In a major new Herald podcast series, Detour: Antarctica, Thomas Bywater goes in search of the white continent's hidden stories. In this accompanying text series, he reveals a few of his discoveries to whet your appetite for the podcast. You can read them all, and experience a very special visual presentation, by clicking here. To follow Detour: Antarctica, visit iHeartRadio, or wherever you get your podcasts.
A new book suggests that Antarctica sends its visitors mad.
Madhouse at the End of the Earth deals with the ill-fated ship the Belgica, whose crew were trapped in pack ice over the winter of 1898-99.

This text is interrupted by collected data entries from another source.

use std::time::Duration;

use axum::http::{HeaderValue, Method, header};
use core_config::{ConfigError, FromEnv};
use tower_http::cors::{AllowOrigin, CorsLayer};

/// CORS configuration.
///
/// Loaded from `CORS_ALLOWED_ORIGIN` (optional, comma-separated). When unset
/// every origin is allowed.
#[derive(Clone, Debug, Default)]
pub struct CorsConfig {
    pub allowed_origins: Option<Vec<HeaderValue>>,
}

impl CorsConfig {
    /// Parse a comma-separated origin list. Blank entries are skipped.
    pub fn from_list(raw: &str) -> Result<Self, ConfigError> {
        let origins = raw
            .split(',')
            .map(str::trim)
            .filter(|s| !s.is_empty())
            .map(|s| s.parse::<HeaderValue>())
            .collect::<Result<Vec<_>, _>>()
            .map_err(|e| ConfigError::ParseError {
                key: "CORS_ALLOWED_ORIGIN".to_string(),
                details: e.to_string(),
            })?;

        if origins.is_empty() {
            return Err(ConfigError::ParseError {
                key: "CORS_ALLOWED_ORIGIN".to_string(),
                details: "cannot be empty when set".to_string(),
            });
        }

        Ok(Self {
            allowed_origins: Some(origins),
        })
    }
}

impl FromEnv for CorsConfig {
    fn from_env() -> Result<Self, ConfigError> {
        match std::env::var("CORS_ALLOWED_ORIGIN") {
            Ok(raw) => Self::from_list(&raw),
            Err(_) => Ok(Self::default()),
        }
    }
}

/// Creates the CORS layer for API services.
///
/// - Listed origins with credentials when configured, any origin otherwise
/// - Methods: GET, POST, PUT, DELETE, OPTIONS
/// - Headers: Content-Type, Authorization, Accept, X-API-Key
/// - 1 hour max age
pub fn create_cors_layer(config: &CorsConfig) -> CorsLayer {
    let layer = CorsLayer::new()
        .allow_methods([
            Method::GET,
            Method::POST,
            Method::PUT,
            Method::DELETE,
            Method::OPTIONS,
        ])
        .allow_headers([
            header::CONTENT_TYPE,
            header::AUTHORIZATION,
            header::ACCEPT,
            header::HeaderName::from_static("x-api-key"),
        ])
        .max_age(Duration::from_secs(3600));

    match &config.allowed_origins {
        Some(origins) => {
            tracing::info!(?origins, "CORS restricted to configured origins");
            layer
                .allow_origin(AllowOrigin::list(origins.clone()))
                .allow_credentials(true)
        }
        None => layer.allow_origin(AllowOrigin::any()),
    }
}
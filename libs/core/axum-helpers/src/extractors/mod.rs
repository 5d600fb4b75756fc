//! Custom extractors for Axum handlers.

pub mod api_json;

pub use api_json::ApiJson;
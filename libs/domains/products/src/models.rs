use chrono::{DateTime, Utc};
use serde::{Deserialize, Serialize};
use serde_json::Value;
use utoipa::{IntoParams, ToSchema};
use validator::Validate;

use crate::validation::{check_category, check_name, check_price, check_sku, check_stock};

/// Product entity as stored in the `products` collection
#[derive(Debug, Clone, PartialEq, Serialize, Deserialize, ToSchema)]
#[serde(rename_all = "camelCase")]
pub struct Product {
    /// Opaque unique identifier
    pub id: String,
    pub name: String,
    /// Stock Keeping Unit, unique across all products (case-sensitive)
    pub sku: String,
    pub price: f64,
    pub stock: i64,
    pub category: String,
    #[serde(default)]
    pub description: String,
    #[serde(with = "database::iso8601")]
    #[schema(value_type = String, example = "2024-05-01T10:00:00.000Z")]
    pub created_at: DateTime<Utc>,
    #[serde(with = "database::iso8601")]
    #[schema(value_type = String, example = "2024-05-01T10:00:00.000Z")]
    pub updated_at: DateTime<Utc>,
}

/// Request body for create and update.
///
/// Every field is optional at the wire level; the `validate` rules decide
/// what is acceptable. `price` and `stock` accept JSON numbers or numeric
/// strings.
#[derive(Debug, Clone, Default, Deserialize, Validate, ToSchema)]
pub struct ProductPayload {
    #[validate(required(message = "Name is required"), custom(function = "check_name"))]
    #[schema(example = "Standing Desk")]
    pub name: Option<String>,
    #[validate(required(message = "SKU is required"), custom(function = "check_sku"))]
    #[schema(example = "DESK-001")]
    pub sku: Option<String>,
    #[validate(required(message = "Price is required"), custom(function = "check_price"))]
    #[schema(value_type = Option<f64>, example = 499.9)]
    pub price: Option<Value>,
    #[validate(required(message = "Stock is required"), custom(function = "check_stock"))]
    #[schema(value_type = Option<i64>, example = 12)]
    pub stock: Option<Value>,
    #[validate(
        required(message = "Category is required"),
        custom(function = "check_category")
    )]
    #[schema(example = "Furniture")]
    pub category: Option<String>,
    pub description: Option<String>,
}

/// Normalized fields of a new product (strings trimmed, numbers coerced)
#[derive(Debug, Clone, PartialEq, Serialize)]
pub struct NewProduct {
    pub name: String,
    pub sku: String,
    pub price: f64,
    pub stock: i64,
    pub category: String,
    pub description: String,
}

/// Fields to change on update; `None` leaves the stored value untouched
#[derive(Debug, Clone, Default, PartialEq, Serialize)]
pub struct ProductChanges {
    #[serde(skip_serializing_if = "Option::is_none")]
    pub name: Option<String>,
    #[serde(skip_serializing_if = "Option::is_none")]
    pub sku: Option<String>,
    #[serde(skip_serializing_if = "Option::is_none")]
    pub price: Option<f64>,
    #[serde(skip_serializing_if = "Option::is_none")]
    pub stock: Option<i64>,
    #[serde(skip_serializing_if = "Option::is_none")]
    pub category: Option<String>,
    #[serde(skip_serializing_if = "Option::is_none")]
    pub description: Option<String>,
}

/// One page of products plus the numbers needed for pagination metadata
#[derive(Debug, Clone, PartialEq)]
pub struct ProductPage {
    pub products: Vec<Product>,
    pub total: u64,
    pub page: u32,
    pub limit: u32,
}

/// Query parameters for listing products.
///
/// Kept as raw strings so that junk values fall back to defaults instead of
/// rejecting the request.
#[derive(Debug, Default, Deserialize, IntoParams)]
#[into_params(parameter_in = Query)]
pub struct ListQuery {
    /// Page number (default 1)
    #[param(value_type = Option<u32>, example = 1)]
    pub page: Option<String>,
    /// Items per page (default 10, max 100)
    #[param(value_type = Option<u32>, example = 10)]
    pub limit: Option<String>,
}
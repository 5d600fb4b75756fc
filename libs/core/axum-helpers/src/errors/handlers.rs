use axum::extract::OriginalUri;
use axum::http::Method;

use super::AppError;
use crate::envelope::request_path;

/// Fallback handler for unmatched routes.
///
/// ```ignore
/// let app = Router::new().nest("/api", apis).fallback(not_found);
/// ```
pub async fn not_found(method: Method, OriginalUri(uri): OriginalUri) -> AppError {
    AppError::EndpointNotFound {
        method: method.to_string(),
        url: request_path(&uri),
    }
}
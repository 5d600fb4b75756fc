//! Common utilities shared across all store implementations

pub mod error;

pub use error::{StoreError, StoreResult};
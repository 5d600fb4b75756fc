//! Configuration types for authentication.
//!
//! Both structs implement `core_config::FromEnv`, following the same pattern
//! as `ServerConfig` and `JsonStoreConfig`.

use std::time::Duration;

use core_config::{ConfigError, FromEnv, env_or_default, env_required, parse_duration};

/// Default token lifetime when `JWT_EXPIRES_IN` is unset.
pub const DEFAULT_TOKEN_TTL: Duration = Duration::from_secs(24 * 60 * 60);

/// JWT signing configuration.
///
/// Loaded from environment variables:
/// - `JWT_SECRET` (required) - Must be at least 32 characters
/// - `JWT_EXPIRES_IN` (optional, default `24h`) - `3600`, `90s`, `15m`, `24h`, `7d`
///
/// # Example
///
/// ```ignore
/// use axum_helpers::JwtConfig;
/// use core_config::FromEnv;
///
/// let config = JwtConfig::from_env()?;
///
/// // Manual construction (for testing)
/// let config = JwtConfig::new("my-super-secret-key-that-is-at-least-32-chars");
/// ```
#[derive(Clone, Debug)]
pub struct JwtConfig {
    /// HMAC signing secret (minimum 32 characters)
    pub secret: String,
    /// Lifetime of issued tokens
    pub expires_in: Duration,
}

impl JwtConfig {
    /// Create a config with the default 24h token lifetime.
    ///
    /// # Panics
    /// Panics if the secret is less than 32 characters.
    pub fn new(secret: impl Into<String>) -> Self {
        let secret = secret.into();
        assert!(
            secret.len() >= 32,
            "JWT secret must be at least 32 characters"
        );
        Self {
            secret,
            expires_in: DEFAULT_TOKEN_TTL,
        }
    }

    pub fn with_expires_in(mut self, expires_in: Duration) -> Self {
        self.expires_in = expires_in;
        self
    }
}

impl FromEnv for JwtConfig {
    fn from_env() -> Result<Self, ConfigError> {
        let secret = env_required("JWT_SECRET")?;

        if secret.len() < 32 {
            return Err(ConfigError::ParseError {
                key: "JWT_SECRET".to_string(),
                details: format!(
                    "must be at least 32 characters (got {}). Generate one with: openssl rand -base64 32",
                    secret.len()
                ),
            });
        }

        let expires_in = parse_duration("JWT_EXPIRES_IN", &env_or_default("JWT_EXPIRES_IN", "24h"))?;

        Ok(Self { secret, expires_in })
    }
}

/// Static API key expected in the `X-API-Key` header.
///
/// Loaded from `API_KEY` (required).
#[derive(Clone, Debug)]
pub struct ApiKeyConfig {
    pub api_key: String,
}

impl ApiKeyConfig {
    pub fn new(api_key: impl Into<String>) -> Self {
        Self {
            api_key: api_key.into(),
        }
    }
}

impl FromEnv for ApiKeyConfig {
    fn from_env() -> Result<Self, ConfigError> {
        let api_key = env_required("API_KEY")?;
        if api_key.is_empty() {
            return Err(ConfigError::ParseError {
                key: "API_KEY".to_string(),
                details: "must not be empty".to_string(),
            });
        }

        Ok(Self { api_key })
    }
}
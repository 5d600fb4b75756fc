//! HTTP handlers for Products API

use axum::{
    Router,
    extract::{OriginalUri, Path, Query, State},
    http::StatusCode,
    response::IntoResponse,
    routing::{delete, get, post, put},
};
use axum_helpers::{
    ApiJson, ApiResponse, PaginatedResponse, RouteAuth,
    errors::responses::{
        BadRequestResponse, ConflictResponse, ForbiddenResponse, InternalServerErrorResponse,
        NotFoundResponse, UnauthorizedResponse, ValidationErrorResponse,
    },
    request_path,
};
use std::sync::Arc;
use utoipa::OpenApi;

use crate::error::ProductResult;
use crate::models::{ListQuery, Product, ProductPayload};
use crate::repository::ProductRepository;
use crate::service::ProductService;
use crate::validation::validate_pagination;

/// Roles allowed to create and update products
pub const WRITE_ROLES: [&str; 2] = ["editor", "admin"];
/// Roles allowed to delete products
pub const DELETE_ROLES: [&str; 1] = ["admin"];

/// OpenAPI documentation for Products API
#[derive(OpenApi)]
#[openapi(
    paths(
        list_products,
        create_product,
        get_product,
        update_product,
        delete_product,
    ),
    components(
        schemas(Product, ProductPayload),
        responses(
            NotFoundResponse,
            BadRequestResponse,
            ValidationErrorResponse,
            UnauthorizedResponse,
            ForbiddenResponse,
            ConflictResponse,
            InternalServerErrorResponse
        )
    ),
    tags(
        (name = "Products", description = "Product management endpoints")
    )
)]
pub struct ApiDoc;

/// Create the products router with all HTTP endpoints
///
/// Reads require `X-API-Key`; create/update need a bearer token with role
/// `editor` or `admin`; delete needs `admin`.
pub fn router<R: ProductRepository + 'static>(
    service: ProductService<R>,
    auth: &RouteAuth,
) -> Router {
    let shared_service = Arc::new(service);

    let reads = auth.api_key(
        Router::new()
            .route("/", get(list_products::<R>))
            .route("/{id}", get(get_product::<R>)),
    );

    let writes = auth.roles(
        Router::new()
            .route("/", post(create_product::<R>))
            .route("/{id}", put(update_product::<R>)),
        WRITE_ROLES,
    );

    let deletes = auth.roles(
        Router::new().route("/{id}", delete(delete_product::<R>)),
        DELETE_ROLES,
    );

    reads.merge(writes).merge(deletes).with_state(shared_service)
}

/// List products, one page at a time
#[utoipa::path(
    get,
    path = "",
    tag = "Products",
    params(ListQuery),
    responses(
        (status = 200, description = "Paginated list of products", body = PaginatedResponse<Product>),
        (status = 401, response = UnauthorizedResponse),
        (status = 500, response = InternalServerErrorResponse)
    )
)]
async fn list_products<R: ProductRepository>(
    State(service): State<Arc<ProductService<R>>>,
    OriginalUri(uri): OriginalUri,
    Query(query): Query<ListQuery>,
) -> ProductResult<PaginatedResponse<Product>> {
    let pagination = validate_pagination(query.page.as_deref(), query.limit.as_deref());
    let page = service.list_products(pagination).await?;

    Ok(PaginatedResponse::new(
        page.products,
        page.page,
        page.limit,
        page.total,
        request_path(&uri),
    ))
}

/// Create a new product
#[utoipa::path(
    post,
    path = "",
    tag = "Products",
    request_body = ProductPayload,
    responses(
        (status = 201, description = "Product created successfully", body = ApiResponse<Product>),
        (status = 400, response = BadRequestResponse),
        (status = 401, response = UnauthorizedResponse),
        (status = 403, response = ForbiddenResponse),
        (status = 409, response = ConflictResponse),
        (status = 422, response = ValidationErrorResponse),
        (status = 500, response = InternalServerErrorResponse)
    )
)]
async fn create_product<R: ProductRepository>(
    State(service): State<Arc<ProductService<R>>>,
    OriginalUri(uri): OriginalUri,
    ApiJson(payload): ApiJson<ProductPayload>,
) -> ProductResult<impl IntoResponse> {
    let product = service.create_product(payload).await?;
    Ok((
        StatusCode::CREATED,
        ApiResponse::success(product, "Product created successfully", request_path(&uri)),
    ))
}

/// Get a product by ID
#[utoipa::path(
    get,
    path = "/{id}",
    tag = "Products",
    params(
        ("id" = String, Path, description = "Product ID")
    ),
    responses(
        (status = 200, description = "Product found", body = ApiResponse<Product>),
        (status = 401, response = UnauthorizedResponse),
        (status = 404, response = NotFoundResponse),
        (status = 500, response = InternalServerErrorResponse)
    )
)]
async fn get_product<R: ProductRepository>(
    State(service): State<Arc<ProductService<R>>>,
    OriginalUri(uri): OriginalUri,
    Path(id): Path<String>,
) -> ProductResult<ApiResponse<Product>> {
    let product = service.get_product(&id).await?;
    Ok(ApiResponse::success(
        product,
        "Product retrieved successfully",
        request_path(&uri),
    ))
}

/// Update a product; only the fields present in the body change
#[utoipa::path(
    put,
    path = "/{id}",
    tag = "Products",
    params(
        ("id" = String, Path, description = "Product ID")
    ),
    request_body = ProductPayload,
    responses(
        (status = 200, description = "Product updated successfully", body = ApiResponse<Product>),
        (status = 400, response = BadRequestResponse),
        (status = 401, response = UnauthorizedResponse),
        (status = 403, response = ForbiddenResponse),
        (status = 404, response = NotFoundResponse),
        (status = 409, response = ConflictResponse),
        (status = 422, response = ValidationErrorResponse),
        (status = 500, response = InternalServerErrorResponse)
    )
)]
async fn update_product<R: ProductRepository>(
    State(service): State<Arc<ProductService<R>>>,
    OriginalUri(uri): OriginalUri,
    Path(id): Path<String>,
    ApiJson(payload): ApiJson<ProductPayload>,
) -> ProductResult<ApiResponse<Product>> {
    let product = service.update_product(&id, payload).await?;
    Ok(ApiResponse::success(
        product,
        "Product updated successfully",
        request_path(&uri),
    ))
}

/// Delete a product
#[utoipa::path(
    delete,
    path = "/{id}",
    tag = "Products",
    params(
        ("id" = String, Path, description = "Product ID")
    ),
    responses(
        (status = 204, description = "Product deleted successfully"),
        (status = 401, response = UnauthorizedResponse),
        (status = 403, response = ForbiddenResponse),
        (status = 404, response = NotFoundResponse),
        (status = 500, response = InternalServerErrorResponse)
    )
)]
async fn delete_product<R: ProductRepository>(
    State(service): State<Arc<ProductService<R>>>,
    Path(id): Path<String>,
) -> ProductResult<StatusCode> {
    service.delete_product(&id).await?;
    Ok(StatusCode::NO_CONTENT)
}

Among them was first mate Roald Amundsen, who would go on to be the first person to reach the South Pole in 1912. However, his earlier expedition was almost prematurely ended, by freezing temperatures, malnutrition and "polar madness".
"People who go mad in the Antarctic tend to go mad in similar ways," says author Julian Sancton.
Two of Amundsen's crewmates, Belgian Jan van Mirlo and Norwegian boatswain Adam Tollefsen, experienced an episode of shared psychosis, striking them deaf and mute.
On recovering his voice the first thing van Mirlo said was that he intended to kill the captain. Tollefsen became evasive, in fear of his colleagues.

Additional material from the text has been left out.